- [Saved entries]
________________________

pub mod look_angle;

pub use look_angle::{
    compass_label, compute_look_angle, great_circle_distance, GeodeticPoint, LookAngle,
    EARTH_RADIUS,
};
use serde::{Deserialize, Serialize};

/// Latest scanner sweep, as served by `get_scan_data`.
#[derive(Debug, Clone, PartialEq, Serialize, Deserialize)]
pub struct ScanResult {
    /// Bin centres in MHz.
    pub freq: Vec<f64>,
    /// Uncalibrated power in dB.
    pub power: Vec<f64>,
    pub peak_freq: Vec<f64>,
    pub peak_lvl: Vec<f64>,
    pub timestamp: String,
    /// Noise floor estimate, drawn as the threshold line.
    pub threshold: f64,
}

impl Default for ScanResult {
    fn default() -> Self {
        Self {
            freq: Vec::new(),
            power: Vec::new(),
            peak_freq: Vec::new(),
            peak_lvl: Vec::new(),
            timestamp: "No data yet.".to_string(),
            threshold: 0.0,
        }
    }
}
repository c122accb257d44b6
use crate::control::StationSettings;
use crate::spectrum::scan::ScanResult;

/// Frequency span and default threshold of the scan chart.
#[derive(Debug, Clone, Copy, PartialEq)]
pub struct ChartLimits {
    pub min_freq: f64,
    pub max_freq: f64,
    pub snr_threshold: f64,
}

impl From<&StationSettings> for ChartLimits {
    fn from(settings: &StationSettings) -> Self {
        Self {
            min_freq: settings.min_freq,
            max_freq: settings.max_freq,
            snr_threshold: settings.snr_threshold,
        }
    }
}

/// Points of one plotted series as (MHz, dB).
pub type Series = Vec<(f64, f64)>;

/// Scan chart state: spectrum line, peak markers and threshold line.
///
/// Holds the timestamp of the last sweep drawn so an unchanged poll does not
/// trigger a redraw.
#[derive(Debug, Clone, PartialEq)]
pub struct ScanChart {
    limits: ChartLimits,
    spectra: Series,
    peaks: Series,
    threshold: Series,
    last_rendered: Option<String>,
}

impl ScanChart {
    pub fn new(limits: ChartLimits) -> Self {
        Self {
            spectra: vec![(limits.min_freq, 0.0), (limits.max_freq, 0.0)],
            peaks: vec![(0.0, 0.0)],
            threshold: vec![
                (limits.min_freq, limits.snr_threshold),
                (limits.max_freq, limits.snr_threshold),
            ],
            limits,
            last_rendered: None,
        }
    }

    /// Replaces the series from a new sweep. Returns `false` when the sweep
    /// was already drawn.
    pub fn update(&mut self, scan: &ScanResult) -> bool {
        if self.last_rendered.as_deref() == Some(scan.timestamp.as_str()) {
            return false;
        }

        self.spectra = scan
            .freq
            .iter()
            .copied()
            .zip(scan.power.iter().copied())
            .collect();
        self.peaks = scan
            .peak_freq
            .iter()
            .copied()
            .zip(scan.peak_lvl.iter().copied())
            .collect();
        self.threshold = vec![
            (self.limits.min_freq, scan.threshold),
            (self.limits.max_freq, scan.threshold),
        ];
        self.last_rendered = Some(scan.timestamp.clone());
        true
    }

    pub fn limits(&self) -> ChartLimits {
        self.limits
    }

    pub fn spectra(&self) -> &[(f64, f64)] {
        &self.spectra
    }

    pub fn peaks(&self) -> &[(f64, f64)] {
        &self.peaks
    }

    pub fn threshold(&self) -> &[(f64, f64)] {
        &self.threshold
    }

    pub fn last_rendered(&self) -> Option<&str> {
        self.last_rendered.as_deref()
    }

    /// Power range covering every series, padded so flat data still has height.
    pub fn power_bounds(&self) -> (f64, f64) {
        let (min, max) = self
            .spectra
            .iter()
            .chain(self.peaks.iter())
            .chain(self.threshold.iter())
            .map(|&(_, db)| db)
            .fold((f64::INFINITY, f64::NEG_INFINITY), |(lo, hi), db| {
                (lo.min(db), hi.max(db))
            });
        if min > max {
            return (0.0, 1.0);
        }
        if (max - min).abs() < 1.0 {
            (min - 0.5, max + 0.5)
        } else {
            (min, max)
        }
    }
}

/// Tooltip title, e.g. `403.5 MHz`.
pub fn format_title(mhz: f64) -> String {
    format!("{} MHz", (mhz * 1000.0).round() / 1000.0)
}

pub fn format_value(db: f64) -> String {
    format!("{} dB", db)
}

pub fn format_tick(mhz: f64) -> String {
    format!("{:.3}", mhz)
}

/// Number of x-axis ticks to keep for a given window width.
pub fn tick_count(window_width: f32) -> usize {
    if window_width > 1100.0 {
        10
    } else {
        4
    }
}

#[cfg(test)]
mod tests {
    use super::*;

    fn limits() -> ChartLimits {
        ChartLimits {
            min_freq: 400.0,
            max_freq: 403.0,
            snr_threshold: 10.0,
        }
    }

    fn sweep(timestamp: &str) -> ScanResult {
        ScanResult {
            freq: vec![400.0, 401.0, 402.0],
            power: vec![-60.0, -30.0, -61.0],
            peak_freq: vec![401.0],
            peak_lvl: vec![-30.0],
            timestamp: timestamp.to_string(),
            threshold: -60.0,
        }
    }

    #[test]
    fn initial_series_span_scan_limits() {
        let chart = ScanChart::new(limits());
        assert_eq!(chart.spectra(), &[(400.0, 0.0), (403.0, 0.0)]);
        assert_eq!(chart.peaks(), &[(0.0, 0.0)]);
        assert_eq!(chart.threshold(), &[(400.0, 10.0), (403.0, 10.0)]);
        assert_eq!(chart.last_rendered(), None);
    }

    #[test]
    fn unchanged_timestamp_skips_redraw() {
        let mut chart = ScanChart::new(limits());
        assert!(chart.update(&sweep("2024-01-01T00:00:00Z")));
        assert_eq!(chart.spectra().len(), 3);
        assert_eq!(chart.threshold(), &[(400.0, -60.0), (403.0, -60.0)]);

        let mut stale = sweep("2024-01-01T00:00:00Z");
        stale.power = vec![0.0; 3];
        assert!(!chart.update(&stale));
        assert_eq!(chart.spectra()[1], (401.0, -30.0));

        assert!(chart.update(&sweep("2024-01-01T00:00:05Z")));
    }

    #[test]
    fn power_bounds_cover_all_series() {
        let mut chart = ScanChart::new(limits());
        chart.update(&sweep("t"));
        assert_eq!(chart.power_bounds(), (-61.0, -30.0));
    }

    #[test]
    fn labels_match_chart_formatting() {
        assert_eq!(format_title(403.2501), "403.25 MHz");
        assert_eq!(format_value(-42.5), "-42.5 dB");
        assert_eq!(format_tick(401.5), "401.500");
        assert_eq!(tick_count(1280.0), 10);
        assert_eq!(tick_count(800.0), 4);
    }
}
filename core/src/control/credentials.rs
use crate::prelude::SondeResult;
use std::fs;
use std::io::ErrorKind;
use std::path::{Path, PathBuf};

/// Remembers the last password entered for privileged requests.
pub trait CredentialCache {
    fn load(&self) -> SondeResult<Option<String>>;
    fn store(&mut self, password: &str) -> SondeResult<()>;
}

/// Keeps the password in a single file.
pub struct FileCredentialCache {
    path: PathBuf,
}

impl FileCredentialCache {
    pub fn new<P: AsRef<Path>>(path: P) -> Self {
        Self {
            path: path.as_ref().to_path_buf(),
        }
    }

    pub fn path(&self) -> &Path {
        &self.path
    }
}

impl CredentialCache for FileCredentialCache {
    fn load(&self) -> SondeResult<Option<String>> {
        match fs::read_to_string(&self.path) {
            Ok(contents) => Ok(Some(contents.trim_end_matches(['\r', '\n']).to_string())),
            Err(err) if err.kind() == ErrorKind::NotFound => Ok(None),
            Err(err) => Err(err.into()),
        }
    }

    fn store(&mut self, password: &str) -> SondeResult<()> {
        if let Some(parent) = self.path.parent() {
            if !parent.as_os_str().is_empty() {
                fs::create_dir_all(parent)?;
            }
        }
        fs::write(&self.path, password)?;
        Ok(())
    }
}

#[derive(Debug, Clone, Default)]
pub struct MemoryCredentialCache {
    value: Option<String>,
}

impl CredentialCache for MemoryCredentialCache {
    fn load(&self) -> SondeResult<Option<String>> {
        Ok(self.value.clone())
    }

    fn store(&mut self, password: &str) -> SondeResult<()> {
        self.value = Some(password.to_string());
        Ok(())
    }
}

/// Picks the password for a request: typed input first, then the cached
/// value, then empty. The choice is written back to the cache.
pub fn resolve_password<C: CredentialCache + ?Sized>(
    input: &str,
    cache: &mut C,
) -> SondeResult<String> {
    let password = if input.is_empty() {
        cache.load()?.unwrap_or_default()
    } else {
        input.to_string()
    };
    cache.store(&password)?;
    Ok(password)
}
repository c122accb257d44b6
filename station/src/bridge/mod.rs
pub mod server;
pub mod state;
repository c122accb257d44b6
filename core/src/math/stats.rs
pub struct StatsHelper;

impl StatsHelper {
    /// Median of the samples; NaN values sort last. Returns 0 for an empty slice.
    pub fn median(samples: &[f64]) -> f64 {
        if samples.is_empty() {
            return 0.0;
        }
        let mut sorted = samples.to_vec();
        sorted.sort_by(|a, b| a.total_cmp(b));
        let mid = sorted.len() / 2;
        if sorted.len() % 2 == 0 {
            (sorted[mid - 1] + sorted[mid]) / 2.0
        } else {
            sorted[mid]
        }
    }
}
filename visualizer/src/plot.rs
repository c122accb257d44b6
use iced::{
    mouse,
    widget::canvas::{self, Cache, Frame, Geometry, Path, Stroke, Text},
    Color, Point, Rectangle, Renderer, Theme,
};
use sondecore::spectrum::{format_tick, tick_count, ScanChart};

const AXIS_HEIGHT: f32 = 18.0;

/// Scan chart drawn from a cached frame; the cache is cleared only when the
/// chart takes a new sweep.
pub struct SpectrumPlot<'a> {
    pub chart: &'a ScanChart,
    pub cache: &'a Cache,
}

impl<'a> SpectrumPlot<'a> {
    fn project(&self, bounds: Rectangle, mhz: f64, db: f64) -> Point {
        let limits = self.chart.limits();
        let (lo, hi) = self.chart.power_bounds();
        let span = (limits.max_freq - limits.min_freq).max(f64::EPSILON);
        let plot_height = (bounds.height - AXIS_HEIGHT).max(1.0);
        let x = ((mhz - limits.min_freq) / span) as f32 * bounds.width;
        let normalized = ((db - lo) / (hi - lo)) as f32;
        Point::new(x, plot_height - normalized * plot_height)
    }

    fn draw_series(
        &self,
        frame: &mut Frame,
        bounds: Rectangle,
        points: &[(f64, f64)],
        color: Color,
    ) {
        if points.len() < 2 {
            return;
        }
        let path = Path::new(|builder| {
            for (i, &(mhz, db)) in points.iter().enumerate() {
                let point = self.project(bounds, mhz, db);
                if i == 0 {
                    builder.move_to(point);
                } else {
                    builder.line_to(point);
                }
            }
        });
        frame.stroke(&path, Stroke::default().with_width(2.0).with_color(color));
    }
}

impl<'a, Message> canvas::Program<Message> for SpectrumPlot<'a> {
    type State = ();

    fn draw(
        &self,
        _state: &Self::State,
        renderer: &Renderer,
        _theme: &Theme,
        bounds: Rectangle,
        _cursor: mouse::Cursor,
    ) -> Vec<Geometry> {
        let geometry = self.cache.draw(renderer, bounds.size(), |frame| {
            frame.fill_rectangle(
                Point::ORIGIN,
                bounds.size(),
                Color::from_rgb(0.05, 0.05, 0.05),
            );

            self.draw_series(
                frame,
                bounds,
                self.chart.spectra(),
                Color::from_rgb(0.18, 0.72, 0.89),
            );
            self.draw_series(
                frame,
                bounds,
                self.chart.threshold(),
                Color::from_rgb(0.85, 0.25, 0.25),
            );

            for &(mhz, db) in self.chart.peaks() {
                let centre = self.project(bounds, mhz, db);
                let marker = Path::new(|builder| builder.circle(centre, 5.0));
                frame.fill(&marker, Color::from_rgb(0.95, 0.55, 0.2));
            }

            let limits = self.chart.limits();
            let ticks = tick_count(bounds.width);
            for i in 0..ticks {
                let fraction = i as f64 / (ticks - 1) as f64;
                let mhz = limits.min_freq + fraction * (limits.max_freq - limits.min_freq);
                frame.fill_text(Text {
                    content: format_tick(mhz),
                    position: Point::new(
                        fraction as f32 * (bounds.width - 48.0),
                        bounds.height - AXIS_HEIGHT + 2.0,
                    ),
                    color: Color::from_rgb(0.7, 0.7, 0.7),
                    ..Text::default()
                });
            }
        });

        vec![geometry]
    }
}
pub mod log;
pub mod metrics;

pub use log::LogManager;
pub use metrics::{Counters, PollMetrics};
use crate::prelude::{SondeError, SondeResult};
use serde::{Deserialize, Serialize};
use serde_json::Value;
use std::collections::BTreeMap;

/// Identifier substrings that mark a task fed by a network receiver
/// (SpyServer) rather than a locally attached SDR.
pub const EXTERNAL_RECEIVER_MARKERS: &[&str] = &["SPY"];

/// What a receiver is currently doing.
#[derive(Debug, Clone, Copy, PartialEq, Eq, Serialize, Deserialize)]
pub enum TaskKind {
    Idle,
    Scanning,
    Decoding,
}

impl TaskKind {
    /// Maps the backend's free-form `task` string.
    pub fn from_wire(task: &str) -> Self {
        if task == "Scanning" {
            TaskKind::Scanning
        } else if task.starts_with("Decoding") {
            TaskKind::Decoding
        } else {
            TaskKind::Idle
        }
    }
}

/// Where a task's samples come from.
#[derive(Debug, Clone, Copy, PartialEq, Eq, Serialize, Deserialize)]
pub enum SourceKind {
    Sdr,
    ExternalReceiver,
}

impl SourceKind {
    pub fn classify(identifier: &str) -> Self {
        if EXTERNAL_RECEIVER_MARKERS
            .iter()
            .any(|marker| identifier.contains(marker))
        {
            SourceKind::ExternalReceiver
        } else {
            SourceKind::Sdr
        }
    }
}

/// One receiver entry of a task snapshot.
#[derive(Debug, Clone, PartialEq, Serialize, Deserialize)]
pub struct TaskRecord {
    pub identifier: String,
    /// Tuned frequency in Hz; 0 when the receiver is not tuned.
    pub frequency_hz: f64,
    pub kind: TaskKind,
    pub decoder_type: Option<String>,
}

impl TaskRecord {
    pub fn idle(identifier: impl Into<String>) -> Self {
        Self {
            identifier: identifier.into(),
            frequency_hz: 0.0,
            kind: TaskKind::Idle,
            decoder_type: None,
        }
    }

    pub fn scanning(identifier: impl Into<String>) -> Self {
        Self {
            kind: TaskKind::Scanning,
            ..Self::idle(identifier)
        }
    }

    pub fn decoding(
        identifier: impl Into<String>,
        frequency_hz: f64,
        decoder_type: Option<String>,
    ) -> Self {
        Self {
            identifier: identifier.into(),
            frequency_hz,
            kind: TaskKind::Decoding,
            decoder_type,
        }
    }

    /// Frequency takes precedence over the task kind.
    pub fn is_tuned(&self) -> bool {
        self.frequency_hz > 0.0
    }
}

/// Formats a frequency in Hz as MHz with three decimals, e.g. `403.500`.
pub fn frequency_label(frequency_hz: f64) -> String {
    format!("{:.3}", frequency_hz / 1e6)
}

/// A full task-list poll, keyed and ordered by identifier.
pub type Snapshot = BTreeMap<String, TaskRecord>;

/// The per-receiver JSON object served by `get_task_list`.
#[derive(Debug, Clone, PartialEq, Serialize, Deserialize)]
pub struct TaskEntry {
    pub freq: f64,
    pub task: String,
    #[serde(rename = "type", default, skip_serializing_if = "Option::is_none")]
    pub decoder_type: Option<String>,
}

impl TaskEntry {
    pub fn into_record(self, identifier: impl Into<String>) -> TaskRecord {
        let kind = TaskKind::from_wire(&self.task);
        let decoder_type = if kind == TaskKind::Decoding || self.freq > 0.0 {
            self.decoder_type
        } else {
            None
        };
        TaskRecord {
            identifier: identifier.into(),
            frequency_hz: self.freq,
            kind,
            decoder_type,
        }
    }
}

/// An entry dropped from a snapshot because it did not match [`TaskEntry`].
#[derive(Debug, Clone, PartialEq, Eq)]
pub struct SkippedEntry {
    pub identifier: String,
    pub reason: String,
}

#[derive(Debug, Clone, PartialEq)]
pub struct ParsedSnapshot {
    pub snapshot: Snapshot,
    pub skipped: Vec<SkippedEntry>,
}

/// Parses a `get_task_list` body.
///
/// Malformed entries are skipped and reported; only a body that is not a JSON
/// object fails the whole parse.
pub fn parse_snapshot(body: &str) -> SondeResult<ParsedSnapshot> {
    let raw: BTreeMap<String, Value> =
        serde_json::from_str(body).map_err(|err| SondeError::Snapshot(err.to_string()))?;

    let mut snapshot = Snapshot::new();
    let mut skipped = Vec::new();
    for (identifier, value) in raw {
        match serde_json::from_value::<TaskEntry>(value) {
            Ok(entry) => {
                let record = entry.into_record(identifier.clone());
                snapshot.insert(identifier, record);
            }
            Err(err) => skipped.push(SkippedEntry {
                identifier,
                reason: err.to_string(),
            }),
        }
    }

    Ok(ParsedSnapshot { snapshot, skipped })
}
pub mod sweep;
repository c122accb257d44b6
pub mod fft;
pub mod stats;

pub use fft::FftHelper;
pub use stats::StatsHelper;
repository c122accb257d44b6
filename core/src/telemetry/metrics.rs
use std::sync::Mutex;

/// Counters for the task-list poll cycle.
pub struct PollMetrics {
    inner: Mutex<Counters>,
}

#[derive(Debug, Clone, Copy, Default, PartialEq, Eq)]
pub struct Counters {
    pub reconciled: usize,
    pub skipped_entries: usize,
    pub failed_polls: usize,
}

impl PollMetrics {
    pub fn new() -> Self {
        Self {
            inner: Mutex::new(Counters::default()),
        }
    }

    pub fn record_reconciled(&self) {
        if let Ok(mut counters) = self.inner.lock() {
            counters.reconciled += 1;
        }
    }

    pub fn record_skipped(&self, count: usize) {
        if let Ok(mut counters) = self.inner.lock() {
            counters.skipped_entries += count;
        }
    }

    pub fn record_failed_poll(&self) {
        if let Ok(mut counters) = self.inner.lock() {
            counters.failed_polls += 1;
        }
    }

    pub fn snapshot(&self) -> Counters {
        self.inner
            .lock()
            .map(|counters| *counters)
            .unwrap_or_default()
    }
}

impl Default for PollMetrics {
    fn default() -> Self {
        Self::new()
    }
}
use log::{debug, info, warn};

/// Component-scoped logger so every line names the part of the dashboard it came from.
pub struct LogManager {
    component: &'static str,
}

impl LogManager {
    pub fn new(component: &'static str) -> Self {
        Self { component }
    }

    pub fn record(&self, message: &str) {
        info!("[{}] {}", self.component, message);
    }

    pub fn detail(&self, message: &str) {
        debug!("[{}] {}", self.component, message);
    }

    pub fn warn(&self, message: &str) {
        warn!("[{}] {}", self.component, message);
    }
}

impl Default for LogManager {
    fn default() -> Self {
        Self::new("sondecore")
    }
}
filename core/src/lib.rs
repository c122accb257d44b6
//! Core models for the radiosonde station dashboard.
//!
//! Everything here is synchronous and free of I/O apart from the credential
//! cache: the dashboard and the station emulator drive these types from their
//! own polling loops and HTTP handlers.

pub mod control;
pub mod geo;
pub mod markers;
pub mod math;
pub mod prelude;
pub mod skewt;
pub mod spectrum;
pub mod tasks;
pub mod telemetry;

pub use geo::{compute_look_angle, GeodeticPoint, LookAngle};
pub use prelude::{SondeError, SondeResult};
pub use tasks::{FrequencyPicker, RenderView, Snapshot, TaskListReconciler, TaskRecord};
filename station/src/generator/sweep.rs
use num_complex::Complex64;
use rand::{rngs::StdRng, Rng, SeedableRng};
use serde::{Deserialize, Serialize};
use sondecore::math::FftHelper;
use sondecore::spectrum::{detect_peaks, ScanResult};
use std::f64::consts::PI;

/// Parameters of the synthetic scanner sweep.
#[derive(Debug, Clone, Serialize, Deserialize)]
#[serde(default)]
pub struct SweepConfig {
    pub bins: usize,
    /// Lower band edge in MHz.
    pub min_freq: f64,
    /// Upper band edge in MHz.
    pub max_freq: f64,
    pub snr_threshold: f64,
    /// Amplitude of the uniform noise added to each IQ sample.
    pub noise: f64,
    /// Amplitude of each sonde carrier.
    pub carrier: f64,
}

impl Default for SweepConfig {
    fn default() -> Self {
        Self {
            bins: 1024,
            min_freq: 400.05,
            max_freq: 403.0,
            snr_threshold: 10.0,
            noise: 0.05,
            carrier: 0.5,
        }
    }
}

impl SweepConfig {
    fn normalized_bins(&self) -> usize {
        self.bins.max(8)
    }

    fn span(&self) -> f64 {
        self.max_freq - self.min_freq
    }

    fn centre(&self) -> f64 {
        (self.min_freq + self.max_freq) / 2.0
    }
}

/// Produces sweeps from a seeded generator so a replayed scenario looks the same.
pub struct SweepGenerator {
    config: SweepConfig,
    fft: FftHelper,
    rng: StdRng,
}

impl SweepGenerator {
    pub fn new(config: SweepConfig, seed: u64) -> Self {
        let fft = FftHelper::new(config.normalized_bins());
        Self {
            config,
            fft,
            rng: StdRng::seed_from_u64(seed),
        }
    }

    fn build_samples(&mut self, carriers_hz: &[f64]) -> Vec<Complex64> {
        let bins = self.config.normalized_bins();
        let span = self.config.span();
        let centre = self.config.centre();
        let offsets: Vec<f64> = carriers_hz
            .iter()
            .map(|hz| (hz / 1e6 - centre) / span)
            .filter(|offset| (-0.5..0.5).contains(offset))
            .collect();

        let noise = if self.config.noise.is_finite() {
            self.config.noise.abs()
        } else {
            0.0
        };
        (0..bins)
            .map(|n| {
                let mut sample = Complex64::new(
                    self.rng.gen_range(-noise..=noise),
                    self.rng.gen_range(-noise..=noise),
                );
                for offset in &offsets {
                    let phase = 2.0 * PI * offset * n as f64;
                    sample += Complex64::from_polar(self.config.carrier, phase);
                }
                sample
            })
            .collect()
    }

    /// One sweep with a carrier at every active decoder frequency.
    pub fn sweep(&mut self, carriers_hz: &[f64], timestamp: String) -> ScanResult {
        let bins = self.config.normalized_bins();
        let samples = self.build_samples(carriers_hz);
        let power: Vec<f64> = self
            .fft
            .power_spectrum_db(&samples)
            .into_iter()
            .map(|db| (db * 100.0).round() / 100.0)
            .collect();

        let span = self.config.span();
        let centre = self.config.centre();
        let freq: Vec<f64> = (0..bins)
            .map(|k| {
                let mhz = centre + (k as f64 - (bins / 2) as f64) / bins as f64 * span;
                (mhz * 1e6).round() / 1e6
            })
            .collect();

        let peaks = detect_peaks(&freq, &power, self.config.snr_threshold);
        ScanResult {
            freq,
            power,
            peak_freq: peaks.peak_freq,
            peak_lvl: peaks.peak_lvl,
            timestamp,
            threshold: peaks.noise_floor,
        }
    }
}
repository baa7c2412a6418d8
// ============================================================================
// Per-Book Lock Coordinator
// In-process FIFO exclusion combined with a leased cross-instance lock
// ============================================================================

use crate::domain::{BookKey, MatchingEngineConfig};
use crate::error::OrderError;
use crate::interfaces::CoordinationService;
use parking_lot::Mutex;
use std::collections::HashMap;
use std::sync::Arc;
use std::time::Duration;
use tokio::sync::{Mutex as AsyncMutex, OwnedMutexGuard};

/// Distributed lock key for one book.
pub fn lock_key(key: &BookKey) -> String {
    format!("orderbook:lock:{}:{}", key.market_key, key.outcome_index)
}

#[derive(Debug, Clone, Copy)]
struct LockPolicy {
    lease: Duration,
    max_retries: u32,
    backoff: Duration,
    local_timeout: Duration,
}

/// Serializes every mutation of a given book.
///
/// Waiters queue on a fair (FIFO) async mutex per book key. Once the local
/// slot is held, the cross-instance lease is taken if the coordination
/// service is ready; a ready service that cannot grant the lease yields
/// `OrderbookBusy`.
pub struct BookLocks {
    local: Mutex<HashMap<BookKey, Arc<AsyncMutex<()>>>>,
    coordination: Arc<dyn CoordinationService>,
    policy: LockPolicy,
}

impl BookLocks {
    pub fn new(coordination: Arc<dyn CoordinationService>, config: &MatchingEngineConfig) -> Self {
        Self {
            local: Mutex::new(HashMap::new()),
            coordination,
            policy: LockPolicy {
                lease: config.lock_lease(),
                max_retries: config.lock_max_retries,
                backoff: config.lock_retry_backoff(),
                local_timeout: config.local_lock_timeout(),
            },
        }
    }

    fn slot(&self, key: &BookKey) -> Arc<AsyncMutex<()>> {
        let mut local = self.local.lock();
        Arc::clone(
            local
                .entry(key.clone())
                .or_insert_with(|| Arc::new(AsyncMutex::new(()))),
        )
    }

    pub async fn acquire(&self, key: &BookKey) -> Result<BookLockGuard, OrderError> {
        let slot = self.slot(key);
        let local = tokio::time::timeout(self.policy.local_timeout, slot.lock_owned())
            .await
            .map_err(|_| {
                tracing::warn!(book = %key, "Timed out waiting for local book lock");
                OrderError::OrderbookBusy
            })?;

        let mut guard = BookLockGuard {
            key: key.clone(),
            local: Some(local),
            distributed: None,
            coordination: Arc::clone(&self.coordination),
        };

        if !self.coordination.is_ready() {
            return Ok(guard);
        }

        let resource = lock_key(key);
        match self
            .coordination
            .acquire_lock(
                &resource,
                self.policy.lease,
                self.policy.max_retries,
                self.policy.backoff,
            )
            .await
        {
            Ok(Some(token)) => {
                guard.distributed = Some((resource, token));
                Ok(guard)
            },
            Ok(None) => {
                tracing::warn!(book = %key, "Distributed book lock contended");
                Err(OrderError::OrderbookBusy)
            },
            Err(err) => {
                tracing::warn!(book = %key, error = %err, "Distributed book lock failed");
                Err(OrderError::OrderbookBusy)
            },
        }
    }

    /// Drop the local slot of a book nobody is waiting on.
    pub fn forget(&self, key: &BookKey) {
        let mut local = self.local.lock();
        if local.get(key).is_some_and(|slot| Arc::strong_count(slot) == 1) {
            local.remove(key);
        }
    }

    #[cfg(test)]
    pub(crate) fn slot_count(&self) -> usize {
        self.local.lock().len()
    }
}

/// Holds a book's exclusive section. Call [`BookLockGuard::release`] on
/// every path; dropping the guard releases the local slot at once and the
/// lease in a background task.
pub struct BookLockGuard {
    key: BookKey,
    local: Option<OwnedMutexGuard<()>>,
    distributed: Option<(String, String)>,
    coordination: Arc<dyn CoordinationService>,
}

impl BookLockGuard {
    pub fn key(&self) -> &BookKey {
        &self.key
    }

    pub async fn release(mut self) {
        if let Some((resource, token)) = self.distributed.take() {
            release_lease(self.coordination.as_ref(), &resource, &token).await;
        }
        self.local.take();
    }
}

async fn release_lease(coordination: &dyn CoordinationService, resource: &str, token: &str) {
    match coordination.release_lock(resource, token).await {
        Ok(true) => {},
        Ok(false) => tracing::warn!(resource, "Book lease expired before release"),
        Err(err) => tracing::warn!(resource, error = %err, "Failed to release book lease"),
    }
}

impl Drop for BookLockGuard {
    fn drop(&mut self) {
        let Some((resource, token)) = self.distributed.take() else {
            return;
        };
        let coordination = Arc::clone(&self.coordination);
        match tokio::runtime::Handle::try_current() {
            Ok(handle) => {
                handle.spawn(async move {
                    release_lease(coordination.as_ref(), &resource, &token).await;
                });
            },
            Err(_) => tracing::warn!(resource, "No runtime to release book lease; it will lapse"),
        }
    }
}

________________________

- [WORK INSTRUCTION] Return a word-for-word copy of the lines above from the one holding "pub fn path(&self)" through the one holding "an empty slice.", with both of them included and nothing besides.

- [TASK RESPONSE]
    pub fn path(&self) -> &Path {
        &self.path
    }
}

impl CredentialCache for FileCredentialCache {
    fn load(&self) -> SondeResult<Option<String>> {
        match fs::read_to_string(&self.path) {
            Ok(contents) => Ok(Some(contents.trim_end_matches(['\r', '\n']).to_string())),
            Err(err) if err.kind() == ErrorKind::NotFound => Ok(None),
            Err(err) => Err(err.into()),
        }
    }

    fn store(&mut self, password: &str) -> SondeResult<()> {
        if let Some(parent) = self.path.parent() {
            if !parent.as_os_str().is_empty() {
                fs::create_dir_all(parent)?;
            }
        }
        fs::write(&self.path, password)?;
        Ok(())
    }
}

#[derive(Debug, Clone, Default)]
pub struct MemoryCredentialCache {
    value: Option<String>,
}

impl CredentialCache for MemoryCredentialCache {
    fn load(&self) -> SondeResult<Option<String>> {
        Ok(self.value.clone())
    }

    fn store(&mut self, password: &str) -> SondeResult<()> {
        self.value = Some(password.to_string());
        Ok(())
    }
}

/// Picks the password for a request: typed input first, then the cached
/// value, then empty. The choice is written back to the cache.
pub fn resolve_password<C: CredentialCache + ?Sized>(
    input: &str,
    cache: &mut C,
) -> SondeResult<String> {
    let password = if input.is_empty() {
        cache.load()?.unwrap_or_default()
    } else {
        input.to_string()
    };
    cache.store(&password)?;
    Ok(password)
}
repository c122accb257d44b6
filename station/src/bridge/mod.rs
pub mod server;
pub mod state;
repository c122accb257d44b6
filename core/src/math/stats.rs
pub struct StatsHelper;

impl StatsHelper {
    /// Median of the samples; NaN values sort last. Returns 0 for an empty slice.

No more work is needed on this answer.